Categorical association#

bullkpy.tl.categorical_association(adata, *, key1, key2)[source]#

Association between two categorical obs columns using chi-square contingency test.

Returns a dict with:

chi2, dof, pval
table (contingency DataFrame)
expected (numpy array)

Association analysis between two categorical annotations.
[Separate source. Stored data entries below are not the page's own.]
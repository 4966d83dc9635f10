//! Probe client
//!
//! Speaks the gateway protocol from the client side: reads the greeting,
//! arms encryption with the seed matching the announced connection type,
//! then exchanges framed packets. Used by the `probe` command and tests.

use bytes::BytesMut;
use std::collections::VecDeque;
use std::net::SocketAddr;
use std::sync::Arc;
use std::time::Duration;
use thiserror::Error;
use tokio::io::{AsyncReadExt, AsyncWriteExt};
use tokio::net::TcpStream;

use crate::crypto::{CipherError, KeySeeds, KeyState, PacketCipher};
use crate::protocol::message::{decode_message, encode_message, ServerHello};
use crate::protocol::{
    encode_packet, extract_packets, ConnectionType, FrameError, Opcode, RawPacket, ReadError,
    ReadMessage, WriteMessage,
};

/// Client errors
#[derive(Error, Debug)]
pub enum ClientError {
    #[error("IO error: {0}")]
    Io(#[from] std::io::Error),

    #[error("Connection timeout")]
    Timeout,

    #[error("Connection closed by server")]
    Closed,

    #[error("Expected opcode 0x{expected:04X}, got 0x{actual:04X}")]
    UnexpectedOpcode { expected: u16, actual: u16 },

    #[error("Unknown connection type {0} in greeting")]
    UnknownConnectionType(u8),

    #[error("Decode error: {0}")]
    Decode(#[from] ReadError),

    #[error("Cipher error: {0}")]
    Cipher(#[from] CipherError),

    #[error("Framing error: {0}")]
    Frame(#[from] FrameError),
}

pub type ClientResult<T> = Result<T, ClientError>;

/// A connected probe
pub struct ProbeClient {
    stream: TcpStream,
    server_addr: SocketAddr,
    greeting: ServerHello,
    connection_type: ConnectionType,
    cipher: Arc<dyn PacketCipher>,
    key: KeyState,
    read_buf: BytesMut,
    /// Packets extracted but not yet handed out
    pending: VecDeque<RawPacket>,
}

impl ProbeClient {
    /// Connect and complete the greeting
    pub async fn connect(
        server_addr: SocketAddr,
        timeout: Duration,
        cipher: Arc<dyn PacketCipher>,
        seeds: KeySeeds,
    ) -> ClientResult<Self> {
        tracing::info!("Connecting to {}", server_addr);

        let mut stream = tokio::time::timeout(timeout, TcpStream::connect(server_addr))
            .await
            .map_err(|_| ClientError::Timeout)??;
        let mut read_buf = BytesMut::with_capacity(4096);
        let mut pending = VecDeque::new();

        // The greeting is the only packet that is never encrypted
        let packet = tokio::time::timeout(
            timeout,
            next_packet(&mut stream, &mut read_buf, &mut pending),
        )
        .await
        .map_err(|_| ClientError::Timeout)??;
        if packet.opcode != Opcode::ServerHello.as_u16() {
            return Err(ClientError::UnexpectedOpcode {
                expected: Opcode::ServerHello.as_u16(),
                actual: packet.opcode,
            });
        }

        let greeting: ServerHello = decode_message(&packet.payload)?;
        let connection_type = ConnectionType::from_wire_value(u64::from(greeting.connection_type))
            .ok_or(ClientError::UnknownConnectionType(greeting.connection_type))?;
        let key = cipher.derive_key(seeds.for_connection(connection_type));

        tracing::debug!(
            "Greeting from {}: version {}, {:?}",
            server_addr,
            greeting.auth_version,
            connection_type
        );

        Ok(Self {
            stream,
            server_addr,
            greeting,
            connection_type,
            cipher,
            key,
            read_buf,
            pending,
        })
    }

    pub fn server_addr(&self) -> SocketAddr {
        self.server_addr
    }

    /// The server's greeting
    pub fn greeting(&self) -> &ServerHello {
        &self.greeting
    }

    pub fn connection_type(&self) -> ConnectionType {
        self.connection_type
    }

    /// Encrypt and send a message
    pub async fn send<M: WriteMessage>(&mut self, message: &M) -> ClientResult<()> {
        let payload = encode_message(message);
        self.send_raw(M::OPCODE.as_u16(), &payload).await
    }

    /// Encrypt and send an arbitrary payload under any opcode, known or not
    pub async fn send_raw(&mut self, opcode: u16, payload: &[u8]) -> ClientResult<()> {
        let encrypted = self.cipher.encrypt(payload, &mut self.key);
        let mut frame = BytesMut::new();
        encode_packet(opcode, &encrypted, &mut frame)?;
        self.send_bytes(&frame).await
    }

    /// Write bytes verbatim, bypassing framing and encryption
    pub async fn send_bytes(&mut self, bytes: &[u8]) -> ClientResult<()> {
        self.stream.write_all(bytes).await?;
        self.stream.flush().await?;
        Ok(())
    }

    /// Receive and decrypt the next packet
    pub async fn recv(&mut self) -> ClientResult<RawPacket> {
        let packet = self.next_packet().await?;
        let payload = self.cipher.decrypt(&packet.payload, &mut self.key)?;
        Ok(RawPacket::new(packet.opcode, payload))
    }

    pub async fn recv_timeout(&mut self, timeout: Duration) -> ClientResult<RawPacket> {
        tokio::time::timeout(timeout, self.recv())
            .await
            .map_err(|_| ClientError::Timeout)?
    }

    /// Receive the next packet and decode it as `M`
    pub async fn recv_message<M: ReadMessage>(&mut self) -> ClientResult<M> {
        let packet = self.recv().await?;
        if packet.opcode != M::OPCODE.as_u16() {
            return Err(ClientError::UnexpectedOpcode {
                expected: M::OPCODE.as_u16(),
                actual: packet.opcode,
            });
        }
        Ok(decode_message(&packet.payload)?)
    }

    /// Shut down the write half and wait for the server to close
    pub async fn close(mut self) -> ClientResult<()> {
        self.stream.shutdown().await?;
        let mut sink = Vec::new();
        self.stream.read_to_end(&mut sink).await?;
        Ok(())
    }

    async fn next_packet(&mut self) -> ClientResult<RawPacket> {
        next_packet(&mut self.stream, &mut self.read_buf, &mut self.pending).await
    }
}

async fn next_packet(
    stream: &mut TcpStream,
    read_buf: &mut BytesMut,
    pending: &mut VecDeque<RawPacket>,
) -> ClientResult<RawPacket> {
    loop {
        if let Some(packet) = pending.pop_front() {
            return Ok(packet);
        }

        if stream.read_buf(read_buf).await? == 0 {
            return Err(ClientError::Closed);
        }
        pending.extend(extract_packets(read_buf));
    }
}

#[cfg(test)]
mod tests {
    use super::*;
    use crate::crypto::NullCipher;

    #[tokio::test]
    async fn test_connect_refused() {
        // Bind then drop to get a port nothing listens on
        let port = {
            let socket = std::net::TcpListener::bind("127.0.0.1:0").unwrap();
            socket.local_addr().unwrap().port()
        };
        let addr: SocketAddr = format!("127.0.0.1:{}", port).parse().unwrap();

        let result = ProbeClient::connect(
            addr,
            Duration::from_secs(2),
            Arc::new(NullCipher),
            KeySeeds::default(),
        )
        .await;
        assert!(matches!(result, Err(ClientError::Io(_))));
    }
}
This function quantifies the relationship between two categorical columns in adata.obs using contingency tables and multiple association metrics. It is useful for comparing clusterings, annotations, batches, or any pair of categorical labels.

What it does#

Given two categorical variables (key1, key2), the function: 1. Builds a contingency table 2. Computes one or more association metrics 3. Returns all results in a single dictionary

Supported metrics include: • Chi-squared test • Cramér’s V • Adjusted Rand Index (ARI) • Normalized Mutual Information (NMI)

When to use#

Use categorical_association when you want to: • Compare cluster labels vs known annotations • Quantify agreement between two clustering solutions • Assess batch effects • Explore relationships between categorical metadata fields

Examples: • Leiden clusters vs cell type • Batch vs condition • Manual annotation vs automated labels

Parameters#

adata
AnnData object containing the annotations in .obs

key1
First categorical column in adata.obs

key2
Second categorical column in adata.obs

metrics
Iterable of metrics to compute. Supported values: • “chi2” – Chi-squared test of independence • “cramers_v” – Effect size for categorical association • “ari” – Adjusted Rand Index (requires scikit-learn) • “nmi” – Normalized Mutual Information (requires scikit-learn)

dropna
If True, rows with missing values in either column are dropped before analysis

Returned value#

Returns a dict with the following entries:

table

A pandas DataFrame representing the contingency table:

key2 categories → (columns)
key1 categories ↓ (rows)

Optional metric entries

Depending on metrics, the dictionary may also include:

chi2

{
  "statistic": float,
  "pval": float,
  "dof": int
}

cramers_v.

float

ari.

float

nmi.

float

Metrics explained#

Chi-squared test.
• Tests independence between categories • Sensitive to sample size • Returns statistic and p-value

Cramér’s V.
• Effect size for categorical association • Range: 0–1 • Interpretable regardless of table size

Adjusted Rand Index (ARI).
• Measures clustering similarity • Adjusted for chance • Range: –1 to 1 • Requires scikit-learn

Normalized Mutual Information (NMI).
• Information-theoretic similarity • Range: 0–1 • Requires scikit-learn

Examples#

Compare clustering vs annotation

out = bk.tl.categorical_association(
    adata,
    key1="leiden_1.0",
    key2="CellType",
)

out["cramers_v"]

Full metric set

out = bk.tl.categorical_association(
    adata,
    key1="Batch",
    key2="Condition",
    metrics=("chi2", "cramers_v", "ari", "nmi"),
)

Inspect contingency table

out["table"]

Notes#

ARI and NMI require scikit-learn
If scikit-learn is unavailable: • ARI/NMI are skipped with a warning
Chi-squared uses no Yates correction
All categories are cast to strings before comparison